## TASK INSTRUCTIONS
If a line of the data below contains the string "command", copy it into your answer.

## SUPPLIED RECORDS
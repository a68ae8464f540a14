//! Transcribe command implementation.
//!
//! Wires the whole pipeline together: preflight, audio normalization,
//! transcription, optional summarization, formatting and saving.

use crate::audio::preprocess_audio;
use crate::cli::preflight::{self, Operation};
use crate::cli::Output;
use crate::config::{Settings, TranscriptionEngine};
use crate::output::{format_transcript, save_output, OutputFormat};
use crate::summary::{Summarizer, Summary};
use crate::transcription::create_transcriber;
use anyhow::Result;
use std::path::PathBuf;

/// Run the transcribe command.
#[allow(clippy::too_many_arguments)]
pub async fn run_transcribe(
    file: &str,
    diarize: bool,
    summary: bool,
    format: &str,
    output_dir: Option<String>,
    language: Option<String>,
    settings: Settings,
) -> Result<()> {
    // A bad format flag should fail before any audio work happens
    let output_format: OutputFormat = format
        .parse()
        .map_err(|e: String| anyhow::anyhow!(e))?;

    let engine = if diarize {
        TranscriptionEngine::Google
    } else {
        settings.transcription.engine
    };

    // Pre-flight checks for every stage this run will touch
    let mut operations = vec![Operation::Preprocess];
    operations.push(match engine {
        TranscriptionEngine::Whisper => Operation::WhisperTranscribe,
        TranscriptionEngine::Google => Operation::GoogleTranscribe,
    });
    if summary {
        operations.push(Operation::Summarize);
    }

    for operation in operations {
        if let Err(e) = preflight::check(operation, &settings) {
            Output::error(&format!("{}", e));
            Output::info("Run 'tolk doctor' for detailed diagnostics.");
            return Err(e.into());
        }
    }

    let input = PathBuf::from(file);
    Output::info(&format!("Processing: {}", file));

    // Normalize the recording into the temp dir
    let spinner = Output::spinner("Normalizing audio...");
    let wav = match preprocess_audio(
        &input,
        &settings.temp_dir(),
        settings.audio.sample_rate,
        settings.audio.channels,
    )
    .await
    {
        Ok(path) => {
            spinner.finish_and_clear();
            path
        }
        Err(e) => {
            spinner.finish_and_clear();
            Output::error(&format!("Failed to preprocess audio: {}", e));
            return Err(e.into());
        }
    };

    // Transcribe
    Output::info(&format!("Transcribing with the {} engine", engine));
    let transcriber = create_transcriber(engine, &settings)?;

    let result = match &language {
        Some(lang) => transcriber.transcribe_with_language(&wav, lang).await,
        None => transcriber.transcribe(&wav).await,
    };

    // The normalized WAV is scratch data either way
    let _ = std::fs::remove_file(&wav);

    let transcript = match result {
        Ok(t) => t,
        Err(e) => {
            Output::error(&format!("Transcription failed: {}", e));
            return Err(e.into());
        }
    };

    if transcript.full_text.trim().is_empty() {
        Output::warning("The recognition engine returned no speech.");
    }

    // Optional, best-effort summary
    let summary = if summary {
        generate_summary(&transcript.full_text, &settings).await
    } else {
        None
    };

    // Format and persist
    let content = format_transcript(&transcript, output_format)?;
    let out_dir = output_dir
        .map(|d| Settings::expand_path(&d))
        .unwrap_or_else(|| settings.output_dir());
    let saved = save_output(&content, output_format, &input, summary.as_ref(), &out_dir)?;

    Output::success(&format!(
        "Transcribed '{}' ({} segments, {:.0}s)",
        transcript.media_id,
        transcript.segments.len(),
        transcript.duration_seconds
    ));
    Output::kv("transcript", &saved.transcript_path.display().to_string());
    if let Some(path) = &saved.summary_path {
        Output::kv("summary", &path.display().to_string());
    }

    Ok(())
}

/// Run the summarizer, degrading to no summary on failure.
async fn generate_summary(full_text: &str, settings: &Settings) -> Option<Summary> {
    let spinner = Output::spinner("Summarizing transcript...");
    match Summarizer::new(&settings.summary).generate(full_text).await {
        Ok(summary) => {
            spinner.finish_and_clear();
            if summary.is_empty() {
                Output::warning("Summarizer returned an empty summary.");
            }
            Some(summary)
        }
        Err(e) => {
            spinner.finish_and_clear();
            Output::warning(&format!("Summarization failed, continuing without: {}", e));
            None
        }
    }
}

## OUTPUT OF THE TASK
//! Transcribe command implementation.
/// Run the transcribe command.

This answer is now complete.